I have seen several Moms doing fundraisers by selling bracelets lately in blogland. Crystal at www.youandmeplusthree.com was doing one to raise money for her daughter's formula and The Pifer's friends over at www.thepiferfamily.blogspot.com are doing one to help them raise money for infertility treatments. If you think something similar might work, you could visit their sites and read about how they're doing it. The Pifers are having sponsors donate items to giveaway for people who have bought bracelets. If you want to have a local auction or something like that, I bet you could get lots of us bloggers to donate things for your auction too. I know I would donate some of my stuff for something like that.

I have been wanting to support a great cause with my new little business. I haven't really been getting any sales so far (LOL!), but I would be interested in donating a portion of my sales (if I ever get any...Ha!!) to your ministry Kelly, because I believe it is such a wonderful one. Do you think something like that would work?
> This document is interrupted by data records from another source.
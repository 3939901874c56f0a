use chrono::{DateTime, Utc};
use mongodb::bson::oid::ObjectId;
use serde::{Deserialize, Serialize};

use crate::repository::Entity;

/// The two roles the system knows. The customer role keeps its historic
/// wire value "kunde" for compatibility with stored documents.
#[derive(Debug, Clone, Copy, PartialEq, Eq, Serialize, Deserialize)]
pub enum Role {
    #[serde(rename = "admin")]
    Admin,
    #[serde(rename = "kunde")]
    Customer,
}

#[derive(Debug, Clone, PartialEq, Serialize, Deserialize)]
pub struct User {
    pub id: ObjectId,
    pub email: String,
    pub password: String,
    pub salt: String,
    pub role: Role,
    pub google_id: Option<String>,
    pub github_id: Option<String>,
    pub first_name: Option<String>,
    pub last_name: Option<String>,
    pub company: Option<String>,
    pub avatar: Option<String>,
    pub assigned_admin: Option<ObjectId>,
    pub is_active: bool,
    pub is_email_verified: bool,
    pub last_login: DateTime<Utc>,
    pub created_at: DateTime<Utc>,
}

impl User {
    /// A customer account with every optional field unset. Callers fill in
    /// credentials and roles as needed.
    pub fn empty(email: &str) -> Self {
        let now = Utc::now();
        Self {
            id: ObjectId::new(),
            email: email.to_lowercase(),
            password: String::new(),
            salt: String::new(),
            role: Role::Customer,
            google_id: None,
            github_id: None,
            first_name: None,
            last_name: None,
            company: None,
            avatar: None,
            assigned_admin: None,
            is_active: true,
            is_email_verified: false,
            last_login: now,
            created_at: now,
        }
    }

    pub fn full_name(&self) -> String {
        let name = format!(
            "{} {}",
            self.first_name.as_deref().unwrap_or_default(),
            self.last_name.as_deref().unwrap_or_default()
        );
        let name = name.trim();
        if name.is_empty() {
            self.email.clone()
        } else {
            name.to_string()
        }
    }
}

impl Entity for User {
    fn id(&self) -> ObjectId {
        self.id
    }
}

/// User representation handed to clients. Never carries credentials.
#[derive(Debug, Clone, PartialEq, Serialize, Deserialize)]
pub struct PublicUser {
    pub id: String,
    pub email: String,
    pub role: Role,
    pub first_name: Option<String>,
    pub last_name: Option<String>,
    pub company: Option<String>,
    pub avatar: Option<String>,
}

impl From<User> for PublicUser {
    fn from(user: User) -> Self {
        Self {
            id: user.id.to_hex(),
            email: user.email,
            role: user.role,
            first_name: user.first_name,
            last_name: user.last_name,
            company: user.company,
            avatar: user.avatar,
        }
    }
}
I will pray that your ministry gets the funds that it needs because I do believe you have something wonderful with it. I hope you have a great weekend!

Kristin

Linda said...

...goosebumps and tears!

April said...

My mother lost a baby in 1988 to Congential Diaphragmatic Hernia. It was never diagnosed prior to delivery because routine ultrasounds were not performed then. She clung to a local support for guidance and understanding. I understand the importance of these programs/foundations for families who are dire need of lifting.

Good luck with your up coming fund raisers for Sufficient Grace as it provide such an amazing outreach for those in need!

Holly said...

Kelly, I must tell you...you bless my heart greatly!! It is so hard to imagine the time when resources like today weren't available. I'm sorry to all the mothers, including you, who had to journey through without all the support and knowledge available now. How hard it must have been! I am so thankful that Sufficient Grace Ministries and so many others exist to help families. I am very grateful for the help they have given me and to the many families that have willingly shared their stories, as those are extremely helpful!! I like that verse you posted-John 11:4. It really struck me! Carleigh's life is glorifying God and that gives me so much joy!
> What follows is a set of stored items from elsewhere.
#[delete("/api/newsletter/subscribers/{id}")]
pub async fn remove_subscriber(
    user: AuthUser,
    path: web::Path<String>,
    subscribers: web::Data<SubscriberRepository>,
) -> error::Result<HttpResponse> {
    require_admin(&user.0)?;
    let id = parse_id(&path)?;
    let Some(mut subscriber) = subscribers.find(&id).await? else {
        return Err(anyhow::anyhow!("Abonnent nicht gefunden").code(404));
    };
    subscriber.unsubscribe(UnsubscribeReason::AdminAction);
    subscribers.update(&subscriber).await?;
    Ok(HttpResponse::Ok().json(ApiResponse::message("Abonnent abgemeldet")))
}

#[derive(Debug, Deserialize)]
pub struct TemplateRequest {
    pub name: String,
    pub subject: String,
    pub preheader: Option<String>,
    pub html: String,
    pub text: Option<String>,
    pub json: Option<serde_json::Value>,
    #[serde(default)]
    pub images: Vec<TemplateImage>,
    #[serde(rename = "scheduledDate")]
    pub scheduled_date: Option<chrono::DateTime<chrono::Utc>>,
}

#[post("/api/newsletter/templates")]
pub async fn create_template(
    user: AuthUser,
    data: web::Json<TemplateRequest>,
    templates: web::Data<TemplateRepository>,
) -> error::Result<HttpResponse> {
    require_admin(&user.0)?;
    let data = data.into_inner();
    if data.name.trim().is_empty() || data.subject.trim().is_empty() {
        return Err(anyhow::anyhow!("Name und Betreff sind erforderlich").code(400));
    }

    let content = TemplateContent {
        text: data.text.unwrap_or_else(|| strip_tags(&data.html)),
        html: data.html,
        json: data.json,
    };
    let mut template =
        NewsletterTemplate::new(data.name, data.subject, content, user.0.id);
    template.preheader = data.preheader;
    template.images = data.images;
    if let Some(scheduled_date) = data.scheduled_date {
        template.is_scheduled = true;
        template.scheduled_date = Some(scheduled_date);
        template.status = TemplateStatus::Scheduled;
    }

    templates.create(&template).await?;
    Ok(HttpResponse::Ok().json(ApiResponse::ok(template)))
}

#[get("/api/newsletter/templates")]
pub async fn list_templates(
    user: AuthUser,
    templates: web::Data<TemplateRepository>,
) -> error::Result<HttpResponse> {
    require_admin(&user.0)?;
    let list = templates.all().await?;
    Ok(HttpResponse::Ok().json(ApiResponse::ok(list)))
}

#[get("/api/newsletter/templates/{id}")]
pub async fn get_template(
    user: AuthUser,
    path: web::Path<String>,
    templates: web::Data<TemplateRepository>,
) -> error::Result<HttpResponse> {
    require_admin(&user.0)?;
    let id = parse_id(&path)?;
    let Some(template) = templates.find(&id).await? else {
        return Err(anyhow::anyhow!("Vorlage nicht gefunden").code(404));
    };
    Ok(HttpResponse::Ok().json(ApiResponse::ok(template)))
}

#[put("/api/newsletter/templates/{id}")]
pub async fn update_template(
    user: AuthUser,
    path: web::Path<String>,
    data: web::Json<TemplateRequest>,
    templates: web::Data<TemplateRepository>,
) -> error::Result<HttpResponse> {
    require_admin(&user.0)?;
    let id = parse_id(&path)?;
    let Some(mut template) = templates.find(&id).await? else {
        return Err(anyhow::anyhow!("Vorlage nicht gefunden").code(404));
    };
    if template.status == TemplateStatus::Sent {
        return Err(anyhow::anyhow!("Versendete Newsletter können nicht bearbeitet werden").code(400));
    }

    let data = data.into_inner();
    template.name = data.name;
    template.subject = data.subject;
    template.preheader = data.preheader;
    template.content = TemplateContent {
        text: data.text.unwrap_or_else(|| strip_tags(&data.html)),
        html: data.html,
        json: data.json,
    };
    template.images = data.images;
    match data.scheduled_date {
        Some(scheduled_date) => {
            template.is_scheduled = true;
            template.scheduled_date = Some(scheduled_date);
            template.status = TemplateStatus::Scheduled;
        }
        None => {
            template.is_scheduled = false;
            template.scheduled_date = None;
            template.status = TemplateStatus::Draft;
        }
    }
    template.updated_at = chrono::Utc::now();

    templates.update(&template).await?;
    Ok(HttpResponse::Ok().json(ApiResponse::ok(template)))
}

#[derive(Debug, Deserialize)]
pub struct PreviewRequest {
    pub email: Option<String>,
}

/// Test mail to the admin, no counters or logs touched.
#[post("/api/newsletter/templates/{id}/preview")]
pub async fn preview_template(
    user: AuthUser,
    path: web::Path<String>,
    data: web::Json<PreviewRequest>,
    subscribers: web::Data<SubscriberRepository>,
    templates: web::Data<TemplateRepository>,
    send_logs: web::Data<SendLogRepository>,
    mailer: web::Data<MailerObject>,
) -> error::Result<HttpResponse> {
    require_admin(&user.0)?;
    let id = parse_id(&path)?;
    let recipient = data
        .into_inner()
        .email
        .unwrap_or_else(|| user.0.email.clone());
    service(&subscribers, &templates, &send_logs, &mailer)
        .send_preview(id, &recipient)
        .await?;
    Ok(HttpResponse::Ok().json(ApiResponse::message(format!(
        "Vorschau an {} gesendet",
        recipient
    ))))
}

#[delete("/api/newsletter/templates/{id}")]
pub async fn delete_template(
    user: AuthUser,
    path: web::Path<String>,
    templates: web::Data<TemplateRepository>,
) -> error::Result<HttpResponse> {
    require_admin(&user.0)?;
    let id = parse_id(&path)?;
    if templates.delete(&id).await?.is_none() {
        return Err(anyhow::anyhow!("Vorlage nicht gefunden").code(404));
    }
    Ok(HttpResponse::Ok().json(ApiResponse::message("Vorlage gelöscht")))
}

#[derive(Debug, Default, Deserialize)]
pub struct SendRequest {
    #[serde(default)]
    pub confirm: bool,
}

/// Two-phase send: without `confirm` the endpoint only reports how many
/// recipients the dispatch would reach.
#[post("/api/newsletter/templates/{id}/send")]
pub async fn send_template(
    user: AuthUser,
    path: web::Path<String>,
    data: web::Json<SendRequest>,
    subscribers: web::Data<SubscriberRepository>,
    templates: web::Data<TemplateRepository>,
    send_logs: web::Data<SendLogRepository>,
    mailer: web::Data<MailerObject>,
) -> error::Result<HttpResponse> {
    require_admin(&user.0)?;
    let id = parse_id(&path)?;

    if !data.confirm {
        let Some(template) = templates.find(&id).await? else {
            return Err(anyhow::anyhow!("Vorlage nicht gefunden").code(404));
        };
        if template.status == TemplateStatus::Sent {
            return Err(anyhow::anyhow!("Dieser Newsletter wurde bereits versendet").code(400));
        }
        let audience = subscribers.confirmed_active().await?;
        return Ok(HttpResponse::Ok().json(json!({
            "success": false,
            "requiresConfirmation": true,
            "data": { "subscriberCount": audience.len() },
            "message": format!(
                "Der Newsletter würde an {} Abonnenten gesendet. Zum Bestätigen erneut mit confirm=true senden.",
                audience.len()
            ),
        })));
    }

    let report = service(&subscribers, &templates, &send_logs, &mailer)
        .send_newsletter(id)
        .await?;
    Ok(HttpResponse::Ok().json(ApiResponse::ok_with_message("Newsletter versendet", report)))
}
Fundraising can be a not so pleasant part but it's a great opportunity to reach out too! We had Carleigh's bike run last weekend and we did pretty well considering the weather. I sent you some money from the run for your ministry. I hope you got it!
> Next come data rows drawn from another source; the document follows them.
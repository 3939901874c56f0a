use chrono::Utc;
use jsonwebtoken::{decode, encode, Algorithm, DecodingKey, EncodingKey, Header, Validation};
use mongodb::bson::oid::ObjectId;
use once_cell::sync::Lazy;
use serde::{Deserialize, Serialize};

use crate::{
    constants::TOKEN_DURATION,
    entities::user::{Role, User},
    error::{self, AddCode},
};

static ENCODING_KEY: Lazy<EncodingKey> = Lazy::new(|| {
    let secret = std::env::var("JWT_SECRET").expect("JWT_SECRET must be set");
    EncodingKey::from_secret(secret.as_bytes())
});

static DECODING_KEY: Lazy<DecodingKey> = Lazy::new(|| {
    let secret = std::env::var("JWT_SECRET").expect("JWT_SECRET must be set");
    DecodingKey::from_secret(secret.as_bytes())
});

#[derive(Debug, Clone, Serialize, Deserialize)]
pub struct Claims {
    pub user_id: String,
    pub email: String,
    pub role: Role,
    pub exp: i64,
}

/// Identity carried by a request, recovered from its bearer token.
#[derive(Debug, Clone, Copy, PartialEq, Eq)]
pub enum Auth {
    Admin(ObjectId),
    Customer(ObjectId),
    None,
}

impl Auth {
    pub fn id(&self) -> Option<ObjectId> {
        match self {
            Auth::Admin(id) | Auth::Customer(id) => Some(*id),
            Auth::None => None,
        }
    }

    pub fn from_token(token: &str) -> error::Result<Self> {
        let data = decode::<Claims>(token, &DECODING_KEY, &Validation::new(Algorithm::HS512))
            .map_err(|err| anyhow::anyhow!("Invalid token: {}", err).code(401))?;
        let id = ObjectId::parse_str(&data.claims.user_id)
            .map_err(|_| anyhow::anyhow!("Invalid token subject").code(401))?;
        Ok(match data.claims.role {
            Role::Admin => Auth::Admin(id),
            Role::Customer => Auth::Customer(id),
        })
    }
}

pub fn create_token(user: &User) -> error::Result<String> {
    let header = Header {
        alg: Algorithm::HS512,
        ..Default::default()
    };
    let claims = Claims {
        user_id: user.id.to_hex(),
        email: user.email.clone(),
        role: user.role,
        exp: Utc::now().timestamp() + TOKEN_DURATION.num_seconds(),
    };
    encode(&header, &claims, &ENCODING_KEY)
        .map_err(|err| anyhow::anyhow!("Failed to sign token: {}", err).code(500))
}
I would love to come to one of your real life fundraisers!! I will be keeping my eye open for them!

I am willing to help you with the blogging fundraisers in any way you need me to. And I will DEFINITELY spread the word! Count me in! I had a good response to the giveaways I held on my blog. I would certainly be willing to get things from the companies I dealt with for yours. Please let me know what I can do!!!

God bless you!

Veronica @ Luv My Quiver Full Of Arrows said...

Praying for all your requests, Kelly, and thanking God for your servant's heart and your openness. You inspire me.

xoxo, Veronica in CA

Jennifer said...

Thank you for sharing your story..for sharing your heart - and allowing God to give you the courage and peace to reach out to other parents. I will be praying for your ministry and your upcoming fundraising. I have so enjoyed reading the glimpses into your life....

Unknown said...

Kelly,
I could relate to what you wrote in so many ways - the Lord, family and close friends alone. No support groups, no NILMDTS, no internet, no blogs, no anything. That was enough and God's grace was certainly sufficient, but Oh, how I wish I could have shared my children with the world through blogging. Oh, how I wish I had beautiful pictures of my pregnanies and my babies to share. These new ministries are such a blessing and I fully support that work.

I will do anything I can to support your ministry as well. I've listed it on Growing Through Affliction, but if I can get involved in any other way, please let me know.

Thanks for sharing your heart in this blog post. I hope your memorial day is a special blessing.